Scientific classification
- Kingdom: Plantae
- Clade: Embryophytes
- Clade: Tracheophytes
- Clade: Spermatophytes
- Clade: Angiosperms
- Clade: Eudicots
- Clade: Rosids
- Order: Fagales
- Family: Nothofagaceae
- Genus: Nothofagus
- Subgenus: Nothofagus subg. Fuscospora
- Species: N. cliffortioides
- Binomial name: Nothofagus cliffortioides (Hook.f.) Oerst.
- Synonyms: Fagus cliffortioides Hook.f. (1844); Fuscospora cliffortioides (Hook.f.) Heenan & Smissen (2013); Nothofagus solandri var. cliffortioides (Hook.f.) Poole (1963);

= Nothofagus cliffortioides =

- Genus: Nothofagus
- Species: cliffortioides
- Authority: (Hook.f.) Oerst.
- Conservation status: LC
- Synonyms: Fagus cliffortioides Hook.f. (1844), Fuscospora cliffortioides (Hook.f.) Heenan & Smissen (2013), Nothofagus solandri var. cliffortioides (Hook.f.) Poole (1963)

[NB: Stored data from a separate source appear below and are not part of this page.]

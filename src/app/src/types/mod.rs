//! Domain-based type organization
//!
//! - config: configuration record, device payload and form state
//! - connection: device channel lifecycle
//! - protocol: outbound commands and inbound messages
//! - scan: network scan / SSID selection state

pub mod config;
pub mod connection;
pub mod protocol;
pub mod scan;

pub use config::*;
pub use connection::*;
pub use protocol::*;
pub use scan::*;
use thiserror::Error;

use crate::types::ConnectionState;

/// Errors arising while exchanging command messages with the device.
///
/// None of these reach the view model. Update handlers log them where they occur
/// and carry on with `Command::done()`.
#[derive(Debug, Error)]
pub enum ProtocolError {
    #[error("malformed device message: {0}")]
    Parse(#[from] serde_json::Error),

    #[error("failed to encode {command} command: {source}")]
    Encode {
        command: &'static str,
        #[source]
        source: serde_json::Error,
    },

    #[error("device channel is not open (state: {state:?})")]
    NotOpen { state: ConnectionState },

    #[error("device channel failed: {0}")]
    Transport(String),
}

pub type Result<T> = std::result::Result<T, ProtocolError>;
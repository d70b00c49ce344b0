use serde::{Deserialize, Serialize};

use crate::types::FormField;

/// Events that can happen in the app
#[derive(Debug, Serialize, Deserialize, Clone, PartialEq, Eq)]
pub enum Event {
    /// Page loaded; `host` is the page's own host, which also serves the device socket.
    Initialize {
        host: String,
    },

    // Domain events
    Socket(SocketEvent),
    Form(FormEvent),
    Scan(ScanEvent),

    // Actuator check
    TestRelay,
}

/// Transport events reported by the shell's socket
#[derive(Debug, Serialize, Deserialize, Clone, PartialEq, Eq)]
pub enum SocketEvent {
    Opened,
    Message(String),
    Closed,
    Error(String),
}

/// User input on the configuration form
#[derive(Debug, Serialize, Deserialize, Clone, PartialEq, Eq)]
pub enum FormEvent {
    Edit { field: FormField, value: String },
    SetAccessPoint(bool),
    Save,
}

/// Network scan controls
#[derive(Debug, Serialize, Deserialize, Clone, PartialEq, Eq)]
pub enum ScanEvent {
    Begin,
    Select(String),
}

Species of southern beech tree in New Zealand

Nothofagus cliffortioides, commonly called mountain beech (tawhai rauriki), is a species of southern beech tree and is endemic to New Zealand. Mountain beech grows in mountainous regions at high elevations. In New Zealand the taxon is called Fuscospora cliffortioides. Nothofagus cliffortioides occupies a wider range of habitat than any other New Zealand tree species and it shows a corresponding range of life form, seeding habits, regenerative patterns, growth habits, growth rates, stand replacement and mortality patterns.

Mountain beech grows to around 20 m but near the treeline forms a "goblin forest" where the trees are no more than 2 m tall. It also has leaves that are elongated and have a pointed end.

==Ecology==
Mountain beech is eaten by the mountain beech flat moth (Proteodes carnifex), and is a host plant for the lichens Yarrumia colensoi and Podostictina degelii, and the fungi Annulohypoxylon bovei and Rossbeevera pachydermis.

== Hybrids ==
- Mountain beech is known to hybridise with black beech (Nothofagus solandri) where the two species co-exist, and in some places the hybrids may form complex introgressive hybrid swarms.
- Mountain beech also hybridises with red beech (Nothofagus fusca) to form the hybrid species Nothofagus × blairii.